Find the lines below in which the string "operations" occurs. Copy each one.
PROVIDED RECORDS below:
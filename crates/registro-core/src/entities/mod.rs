//! The record kinds the registry manages.

mod candidate;
mod person;

pub use candidate::{Candidate, CandidatePatch, ElectedFilter, NewCandidate};
pub use person::{NewPerson, Person, PersonPatch};
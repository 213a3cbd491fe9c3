//! Candidate deletion screen.

use anyhow::{Context, Result, anyhow};
use clap::Args;

use registro_core::{Candidate, RecordBrowser, RecordId};

use crate::output;
use crate::profile;

#[derive(Args, Debug)]
pub struct DeleteArgs {
    /// Identifier of the record to delete
    pub id: String,
}

pub async fn run(args: DeleteArgs) -> Result<()> {
    let profile = profile::load_profile()?
        .context("Not connected. Run 'registro connect' first.")?;

    let id: RecordId = args.id.parse().context("Invalid record id")?;

    let per_page = profile.per_page;
    let mut browser = RecordBrowser::<Candidate, _>::new(profile.store(), per_page)
        .context("Invalid page size")?;

    browser
        .delete(id)
        .await
        .map_err(|err| anyhow!(err.message))?;

    output::success(&format!("Deleted record {}", id));
    Ok(())
}
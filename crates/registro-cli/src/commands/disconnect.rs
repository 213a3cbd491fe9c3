//! Disconnect command implementation.

use anyhow::Result;
use clap::Args;

use crate::output;
use crate::profile;

#[derive(Args, Debug)]
pub struct DisconnectArgs {}

pub fn run(_args: DisconnectArgs) -> Result<()> {
    if profile::clear_profile()? {
        output::success("Disconnected");
    } else {
        output::warning("No stored profile to remove.");
    }
    Ok(())
}
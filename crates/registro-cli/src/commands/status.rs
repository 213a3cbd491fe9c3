//! Status command implementation.

use anyhow::Result;
use clap::Args;

use crate::output;
use crate::profile;

#[derive(Args, Debug)]
pub struct StatusArgs {}

pub fn run(_args: StatusArgs) -> Result<()> {
    match profile::load_profile()? {
        Some(profile) => {
            output::field("Gateway", profile.gateway_url.as_str());
            output::field("API key", &profile.masked_key());
            output::field("Page size", &profile.per_page.to_string());
        }
        None => {
            output::warning("Not connected. Run 'registro connect' first.");
        }
    }
    Ok(())
}
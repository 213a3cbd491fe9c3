//! Person update screen.

use anyhow::{Context, Result, anyhow, bail};
use clap::Args;

use registro_core::{Person, PersonPatch, RecordBrowser, RecordId};

use super::parse_date;
use crate::output;
use crate::profile;

#[derive(Args, Debug)]
pub struct UpdateArgs {
    /// Identifier of the record to update
    pub id: String,

    #[arg(long)]
    pub name: Option<String>,

    #[arg(long)]
    pub nickname: Option<String>,

    #[arg(long)]
    pub email: Option<String>,

    #[arg(long)]
    pub phone: Option<String>,

    #[arg(long)]
    pub street: Option<String>,

    #[arg(long)]
    pub house_number: Option<i64>,

    #[arg(long)]
    pub district: Option<String>,

    #[arg(long)]
    pub city: Option<String>,

    /// Birth date as YYYY-MM-DD
    #[arg(long)]
    pub birth_date: Option<String>,

    #[arg(long)]
    pub gender: Option<String>,

    #[arg(long)]
    pub marital_status: Option<String>,

    #[arg(long)]
    pub profession: Option<String>,

    #[arg(long)]
    pub role: Option<String>,

    #[arg(long)]
    pub photo_url: Option<String>,

    #[arg(long)]
    pub leadership: Option<bool>,

    #[arg(long)]
    pub collaborator: Option<bool>,

    #[arg(long)]
    pub active: Option<bool>,
}

pub async fn run(args: UpdateArgs) -> Result<()> {
    let profile = profile::load_profile()?
        .context("Not connected. Run 'registro connect' first.")?;

    let id: RecordId = args.id.parse().context("Invalid record id")?;
    let birth_date = args.birth_date.as_deref().map(parse_date).transpose()?;

    let patch = PersonPatch {
        name: args.name,
        nickname: args.nickname,
        email: args.email,
        phone: args.phone,
        street: args.street,
        house_number: args.house_number,
        district: args.district,
        city: args.city,
        birth_date,
        gender: args.gender,
        marital_status: args.marital_status,
        profession: args.profession,
        role: args.role,
        photo_url: args.photo_url,
        leadership: args.leadership,
        collaborator: args.collaborator,
        active: args.active,
    };

    if patch.is_empty() {
        bail!("Nothing to update; pass at least one field option");
    }

    let per_page = profile.per_page;
    let mut browser = RecordBrowser::<Person, _>::new(profile.store(), per_page)
        .context("Invalid page size")?;

    let updated = browser
        .update(id, patch)
        .await
        .map_err(|err| anyhow!(err.message))?;

    output::success(&format!("Updated record {}", updated.id));
    Ok(())
}
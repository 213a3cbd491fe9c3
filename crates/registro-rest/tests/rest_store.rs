//! Mock gateway tests for the REST store.
//!
//! These tests use wiremock to simulate a PostgREST gateway and verify the
//! wire dialect — query composition, range headers, count parsing and error
//! surfacing — without network access or real credentials.

use serde_json::json;
use wiremock::matchers::{header, method, path, query_param};
use wiremock::{Mock, MockServer, ResponseTemplate};

use registro_core::entities::{Candidate, ElectedFilter, NewPerson, Person, PersonPatch};
use registro_core::error::Error;
use registro_core::{ListQuery, PageRequest, RecordId, RecordStore};
use registro_rest::RestStore;

/// Helper to build a store against a mock gateway.
fn mock_store(server: &MockServer) -> RestStore {
    let base = registro_core::GatewayUrl::new(format!(
        "http://127.0.0.1:{}",
        server.address().port()
    ))
    .unwrap();
    RestStore::new(base, "test-key")
}

fn person_query(page: u32, per_page: u32) -> ListQuery<Person> {
    ListQuery::new(PageRequest::new(page, per_page).unwrap())
}

#[tokio::test]
async fn select_first_page_with_exact_count() {
    let server = MockServer::start().await;

    Mock::given(method("GET"))
        .and(path("/people"))
        .and(query_param("select", "*"))
        .and(query_param("order", "created_at.desc"))
        .and(header("Range", "0-4"))
        .and(header("Range-Unit", "items"))
        .and(header("Prefer", "count=exact"))
        .and(header("apikey", "test-key"))
        .and(header("authorization", "Bearer test-key"))
        .respond_with(
            ResponseTemplate::new(206)
                .insert_header("Content-Range", "0-4/47")
                .set_body_json(json!([
                    {"id": 1, "name": "Ana Reis"},
                    {"id": 2, "name": "Bento Alves"},
                    {"id": 3, "name": "Clara Dias"},
                    {"id": 4, "name": "Davi Rocha"},
                    {"id": 5, "name": "Elisa Melo"}
                ])),
        )
        .mount(&server)
        .await;

    let store = mock_store(&server);
    let page = store.select(&person_query(1, 5)).await.unwrap();

    assert_eq!(page.rows.len(), 5);
    assert_eq!(page.total_count, 47);
    assert_eq!(page.rows[0].id, RecordId::new(1));
    assert_eq!(page.rows[0].name.as_deref(), Some("Ana Reis"));
}

#[tokio::test]
async fn select_sends_inclusive_range_for_later_pages() {
    let server = MockServer::start().await;

    Mock::given(method("GET"))
        .and(path("/people"))
        .and(header("Range", "10-14"))
        .respond_with(
            ResponseTemplate::new(206)
                .insert_header("Content-Range", "10-14/47")
                .set_body_json(json!([{"id": 11, "name": "Kaua Lopes"}])),
        )
        .mount(&server)
        .await;

    let store = mock_store(&server);
    let page = store.select(&person_query(3, 5)).await.unwrap();
    assert_eq!(page.total_count, 47);
}

#[tokio::test]
async fn select_composes_or_clause_for_search() {
    let server = MockServer::start().await;

    Mock::given(method("GET"))
        .and(path("/people"))
        .and(query_param(
            "or",
            "(name.ilike.*ana*,email.ilike.*ana*,phone.ilike.*ana*)",
        ))
        .respond_with(
            ResponseTemplate::new(206)
                .insert_header("Content-Range", "0-0/1")
                .set_body_json(json!([{"id": 1, "name": "Ana Reis"}])),
        )
        .mount(&server)
        .await;

    let store = mock_store(&server);
    let mut query = person_query(1, 5);
    query.search = "ana".into();
    let page = store.select(&query).await.unwrap();
    assert_eq!(page.rows.len(), 1);
    assert_eq!(page.total_count, 1);
}

#[tokio::test]
async fn select_applies_structured_filter_predicate() {
    let server = MockServer::start().await;

    Mock::given(method("GET"))
        .and(path("/candidates"))
        .and(query_param("elected", "eq.true"))
        .and(query_param("order", "full_name.asc"))
        .respond_with(
            ResponseTemplate::new(206)
                .insert_header("Content-Range", "0-0/1")
                .set_body_json(json!([
                    {"id": 9, "full_name": "Ana Lima", "elected": true}
                ])),
        )
        .mount(&server)
        .await;

    let store = mock_store(&server);
    let mut query = ListQuery::<Candidate>::new(PageRequest::first(5).unwrap());
    query.filter = ElectedFilter::Elected;
    let page = store.select(&query).await.unwrap();
    assert_eq!(page.rows[0].elected, Some(true));
}

#[tokio::test]
async fn select_empty_set() {
    let server = MockServer::start().await;

    Mock::given(method("GET"))
        .and(path("/people"))
        .respond_with(
            ResponseTemplate::new(200)
                .insert_header("Content-Range", "*/0")
                .set_body_json(json!([])),
        )
        .mount(&server)
        .await;

    let store = mock_store(&server);
    let page = store.select(&person_query(1, 5)).await.unwrap();
    assert!(page.rows.is_empty());
    assert_eq!(page.total_count, 0);
}

#[tokio::test]
async fn insert_returns_authoritative_record() {
    let server = MockServer::start().await;

    Mock::given(method("POST"))
        .and(path("/people"))
        .and(header("Prefer", "return=representation"))
        .and(header("accept", "application/vnd.pgrst.object+json"))
        .respond_with(ResponseTemplate::new(201).set_body_json(json!({
            "id": 101,
            "created_at": "2026-03-02T12:00:00Z",
            "name": "Zuleide Costa",
            "phone": "559900"
        })))
        .mount(&server)
        .await;

    let store = mock_store(&server);
    let new = NewPerson {
        name: "Zuleide Costa".into(),
        phone: Some("559900".into()),
        ..Default::default()
    };
    let created: Person = store.insert(&new).await.unwrap();
    assert_eq!(created.id, RecordId::new(101));
    assert!(created.created_at.is_some());
}

#[tokio::test]
async fn update_addresses_record_by_id() {
    let server = MockServer::start().await;

    Mock::given(method("PATCH"))
        .and(path("/people"))
        .and(query_param("id", "eq.7"))
        .respond_with(ResponseTemplate::new(200).set_body_json(json!({
            "id": 7,
            "name": "Maria Souza",
            "phone": "558811"
        })))
        .mount(&server)
        .await;

    let store = mock_store(&server);
    let patch = PersonPatch { phone: Some("558811".into()), ..Default::default() };
    let updated: Person = store.update(RecordId::new(7), &patch).await.unwrap();
    assert_eq!(updated.phone.as_deref(), Some("558811"));
}

#[tokio::test]
async fn delete_addresses_record_by_id() {
    let server = MockServer::start().await;

    Mock::given(method("DELETE"))
        .and(path("/people"))
        .and(query_param("id", "eq.7"))
        .respond_with(ResponseTemplate::new(204))
        .mount(&server)
        .await;

    let store = mock_store(&server);
    store.delete::<Person>(RecordId::new(7)).await.unwrap();
}

#[tokio::test]
async fn gateway_error_body_is_surfaced() {
    let server = MockServer::start().await;

    Mock::given(method("GET"))
        .and(path("/people"))
        .respond_with(ResponseTemplate::new(400).set_body_json(json!({
            "code": "PGRST100",
            "message": "unexpected value in filter",
            "details": null,
            "hint": null
        })))
        .mount(&server)
        .await;

    let store = mock_store(&server);
    let err = store.select(&person_query(1, 5)).await.unwrap_err();
    match err {
        Error::Gateway(gateway) => {
            assert_eq!(gateway.status, 400);
            assert_eq!(gateway.code.as_deref(), Some("PGRST100"));
            assert!(gateway.to_string().contains("unexpected value"));
        }
        other => panic!("expected gateway error, got {other:?}"),
    }
}

#[tokio::test]
async fn auth_failure_is_classified() {
    let server = MockServer::start().await;

    Mock::given(method("GET"))
        .and(path("/people"))
        .respond_with(ResponseTemplate::new(401).set_body_json(json!({
            "message": "JWT expired"
        })))
        .mount(&server)
        .await;

    let store = mock_store(&server);
    let err = store.select(&person_query(1, 5)).await.unwrap_err();
    match err {
        Error::Gateway(gateway) => assert!(gateway.is_auth_error()),
        other => panic!("expected gateway error, got {other:?}"),
    }
}

#[tokio::test]
async fn non_json_error_response_is_handled() {
    let server = MockServer::start().await;

    Mock::given(method("GET"))
        .and(path("/people"))
        .respond_with(
            ResponseTemplate::new(500)
                .set_body_string("Internal Server Error")
                .insert_header("content-type", "text/plain"),
        )
        .mount(&server)
        .await;

    let store = mock_store(&server);
    let err = store.select(&person_query(1, 5)).await.unwrap_err();
    assert!(err.to_string().contains("500"));
}

#[tokio::test]
async fn missing_exact_count_is_an_error() {
    let server = MockServer::start().await;

    Mock::given(method("GET"))
        .and(path("/people"))
        .respond_with(
            ResponseTemplate::new(200)
                .insert_header("Content-Range", "0-4/*")
                .set_body_json(json!([])),
        )
        .mount(&server)
        .await;

    let store = mock_store(&server);
    let err = store.select(&person_query(1, 5)).await.unwrap_err();
    assert!(matches!(err, Error::InvalidInput(_)));
}
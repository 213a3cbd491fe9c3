//! Person creation screen.

use anyhow::{Context, Result, anyhow};
use clap::Args;

use registro_core::{NewPerson, Person, RecordBrowser};

use super::parse_date;
use crate::output;
use crate::profile;

#[derive(Args, Debug)]
pub struct AddArgs {
    /// Full name (required)
    #[arg(long)]
    pub name: String,

    #[arg(long)]
    pub nickname: Option<String>,

    #[arg(long)]
    pub email: Option<String>,

    #[arg(long)]
    pub phone: Option<String>,

    #[arg(long)]
    pub street: Option<String>,

    #[arg(long)]
    pub house_number: Option<i64>,

    #[arg(long)]
    pub district: Option<String>,

    #[arg(long)]
    pub city: Option<String>,

    /// Birth date as YYYY-MM-DD
    #[arg(long)]
    pub birth_date: Option<String>,

    #[arg(long)]
    pub gender: Option<String>,

    #[arg(long)]
    pub marital_status: Option<String>,

    #[arg(long)]
    pub profession: Option<String>,

    #[arg(long)]
    pub education_level: Option<String>,

    #[arg(long)]
    pub role: Option<String>,

    #[arg(long)]
    pub photo_url: Option<String>,

    /// Whether the person is a community leader
    #[arg(long)]
    pub leadership: Option<bool>,

    /// Whether the person is a collaborator
    #[arg(long)]
    pub collaborator: Option<bool>,

    #[arg(long)]
    pub active: Option<bool>,

    #[arg(long)]
    pub registered_by: Option<String>,
}

pub async fn run(args: AddArgs) -> Result<()> {
    let profile = profile::load_profile()?
        .context("Not connected. Run 'registro connect' first.")?;

    let birth_date = args.birth_date.as_deref().map(parse_date).transpose()?;

    let new = NewPerson {
        name: args.name,
        nickname: args.nickname,
        email: args.email,
        phone: args.phone,
        street: args.street,
        house_number: args.house_number,
        district: args.district,
        city: args.city,
        birth_date,
        gender: args.gender,
        marital_status: args.marital_status,
        profession: args.profession,
        education_level: args.education_level,
        role: args.role,
        organization_id: None,
        photo_url: args.photo_url,
        leadership: args.leadership,
        collaborator: args.collaborator,
        active: args.active,
        registered_by: args.registered_by,
    };

    let per_page = profile.per_page;
    let mut browser = RecordBrowser::<Person, _>::new(profile.store(), per_page)
        .context("Invalid page size")?;

    let created = browser
        .insert(new)
        .await
        .map_err(|err| anyhow!(err.message))?;

    output::success(&format!("Created record {}", created.id));
    Ok(())
}
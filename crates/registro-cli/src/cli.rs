//! CLI argument definitions.

use clap::{Parser, Subcommand};

use crate::commands::candidates::CandidatesCommand;
use crate::commands::connect::ConnectArgs;
use crate::commands::disconnect::DisconnectArgs;
use crate::commands::people::PeopleCommand;
use crate::commands::status::StatusArgs;

/// Administration CLI for civic-registry data in a hosted gateway.
#[derive(Parser, Debug)]
#[command(name = "registro")]
#[command(author, version, about, long_about = None)]
pub struct Cli {
    /// Increase verbosity (-v, -vv, -vvv)
    #[arg(short, long, action = clap::ArgAction::Count, global = true)]
    pub verbose: u8,

    /// Output logs as JSON
    #[arg(long, global = true)]
    pub json_logs: bool,

    #[command(subcommand)]
    pub command: Commands,
}

#[derive(Subcommand, Debug)]
pub enum Commands {
    /// Store gateway connection settings after a probe query
    Connect(ConnectArgs),

    /// Display the active connection profile
    Status(StatusArgs),

    /// Remove the stored connection profile
    Disconnect(DisconnectArgs),

    /// People registry operations
    People(PeopleCommand),

    /// Mayoral-candidate registry operations
    Candidates(CandidatesCommand),
}
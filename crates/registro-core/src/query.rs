//! Query parameter composition for paginated listings.

use crate::entity::Entity;
use crate::error::{Error, InvalidInputError};

/// A request for one page of a listing.
///
/// `per_page` is fixed for the lifetime of a screen; `page` starts at 1.
#[derive(Debug, Clone, Copy, PartialEq, Eq)]
pub struct PageRequest {
    page: u32,
    per_page: u32,
}

impl PageRequest {
    /// Create a page request. `page` values below 1 are treated as 1.
    ///
    /// # Errors
    ///
    /// Returns an error when `per_page` is zero.
    pub fn new(page: u32, per_page: u32) -> Result<Self, Error> {
        if per_page == 0 {
            return Err(InvalidInputError::PageSize.into());
        }
        Ok(Self { page: page.max(1), per_page })
    }

    /// The first page at the given page size.
    pub fn first(per_page: u32) -> Result<Self, Error> {
        Self::new(1, per_page)
    }

    /// Current page number, 1-based.
    pub fn page(&self) -> u32 {
        self.page
    }

    /// Page size.
    pub fn per_page(&self) -> u32 {
        self.per_page
    }

    /// Same page size, different page number.
    pub fn with_page(&self, page: u32) -> Self {
        Self { page: page.max(1), per_page: self.per_page }
    }

    /// Zero-based offset of the first row on this page.
    pub fn offset(&self) -> u64 {
        (self.page as u64 - 1) * self.per_page as u64
    }

    /// Inclusive zero-based item range `[from, to]` for this page.
    pub fn range(&self) -> (u64, u64) {
        let from = self.offset();
        (from, from + self.per_page as u64 - 1)
    }
}

/// Composed parameters for one listing fetch: pagination, free-text search
/// and the structured filter.
#[derive(Debug, Clone)]
pub struct ListQuery<E: Entity> {
    /// Pagination window.
    pub page: PageRequest,
    /// Free-text search term; ignored when blank.
    pub search: String,
    /// Structured filter predicates.
    pub filter: E::Filter,
}

impl<E: Entity> ListQuery<E> {
    /// An unfiltered, unsearched query for the given page.
    pub fn new(page: PageRequest) -> Self {
        Self {
            page,
            search: String::new(),
            filter: E::Filter::default(),
        }
    }

    /// The search term with surrounding whitespace removed, if non-empty.
    pub fn search_term(&self) -> Option<&str> {
        let term = self.search.trim();
        (!term.is_empty()).then_some(term)
    }
}
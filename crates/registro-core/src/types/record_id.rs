//! Record identifier type.

use serde::{Deserialize, Serialize};
use std::fmt;
use std::str::FromStr;

use crate::error::{Error, InvalidInputError};

/// The unique identifier of a persisted record.
///
/// Assigned by the remote data gateway on creation and immutable thereafter;
/// the sole addressing key for update and delete.
#[derive(Clone, Copy, Debug, PartialEq, Eq, Hash, PartialOrd, Ord, Serialize, Deserialize)]
#[serde(transparent)]
pub struct RecordId(i64);

impl RecordId {
    /// Wrap a raw identifier value.
    pub fn new(value: i64) -> Self {
        Self(value)
    }

    /// Returns the raw identifier value.
    pub fn value(&self) -> i64 {
        self.0
    }
}

impl fmt::Display for RecordId {
    fn fmt(&self, f: &mut fmt::Formatter<'_>) -> fmt::Result {
        write!(f, "{}", self.0)
    }
}

impl From<i64> for RecordId {
    fn from(value: i64) -> Self {
        Self(value)
    }
}

impl FromStr for RecordId {
    type Err = Error;

    fn from_str(s: &str) -> Result<Self, Self::Err> {
        s.trim()
            .parse::<i64>()
            .map(Self)
            .map_err(|_| InvalidInputError::RecordId { value: s.to_string() }.into())
    }
}
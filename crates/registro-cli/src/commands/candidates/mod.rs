//! Candidate subcommand implementations.

mod delete;
mod list;
mod update;

use anyhow::Result;
use clap::{Args, Subcommand};

#[derive(Args, Debug)]
pub struct CandidatesCommand {
    #[command(subcommand)]
    pub command: CandidatesSubcommand,
}

#[derive(Subcommand, Debug)]
pub enum CandidatesSubcommand {
    /// List candidates with search, elected filter and pagination
    List(list::ListArgs),

    /// Update fields of a candidate
    Update(update::UpdateArgs),

    /// Delete a candidate
    Delete(delete::DeleteArgs),
}

pub async fn handle(cmd: CandidatesCommand) -> Result<()> {
    match cmd.command {
        CandidatesSubcommand::List(args) => list::run(args).await,
        CandidatesSubcommand::Update(args) => update::run(args).await,
        CandidatesSubcommand::Delete(args) => delete::run(args).await,
    }
}
//! People subcommand implementations.

mod add;
mod delete;
mod list;
mod update;

use anyhow::{Context, Result};
use chrono::NaiveDate;
use clap::{Args, Subcommand};

#[derive(Args, Debug)]
pub struct PeopleCommand {
    #[command(subcommand)]
    pub command: PeopleSubcommand,
}

#[derive(Subcommand, Debug)]
pub enum PeopleSubcommand {
    /// List people with search and pagination
    List(list::ListArgs),

    /// Register a new person
    Add(add::AddArgs),

    /// Update fields of a registered person
    Update(update::UpdateArgs),

    /// Delete a registered person
    Delete(delete::DeleteArgs),
}

pub async fn handle(cmd: PeopleCommand) -> Result<()> {
    match cmd.command {
        PeopleSubcommand::List(args) => list::run(args).await,
        PeopleSubcommand::Add(args) => add::run(args).await,
        PeopleSubcommand::Update(args) => update::run(args).await,
        PeopleSubcommand::Delete(args) => delete::run(args).await,
    }
}

/// Parse a `YYYY-MM-DD` date argument.
pub(crate) fn parse_date(value: &str) -> Result<NaiveDate> {
    NaiveDate::parse_from_str(value, "%Y-%m-%d")
        .with_context(|| format!("Invalid date '{}', expected YYYY-MM-DD", value))
}
//! Status command - report which game files are present.

use doomkit::{AssetService, CanonicalRole};

use crate::error::CliError;
use crate::runner::CliRunner;

/// Run the status command.
pub fn run(runner: &CliRunner) -> Result<(), CliError> {
    let service = AssetService::from_config(runner.config().to_asset_config())?;
    let report = service.status();

    println!("Config:    {}", runner.config_path().display());
    println!("Directory: {}", report.directory.display());
    println!();
    for role in CanonicalRole::ALL {
        let mark = if report.has(role) { "present" } else { "missing" };
        let note = if role.is_required() { "" } else { " (optional)" };
        println!("  {:<10} {}{}", role.file_name(), mark, note);
    }
    println!();

    if let Some(error) = &report.error {
        println!("Could not inspect directory: {}", error);
    } else if report.is_playable() {
        println!("Ready to play.");
    } else {
        println!("Game files missing. Run `doomkit download` to fetch them.");
    }
    Ok(())
}
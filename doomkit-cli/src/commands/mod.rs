//! CLI command implementations.

pub mod download;
pub mod init;
pub mod serve;
pub mod status;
End of PROVIDED RECORDS.
▸ SOLUTION
    /// People registry operations
    /// Mayoral-candidate registry operations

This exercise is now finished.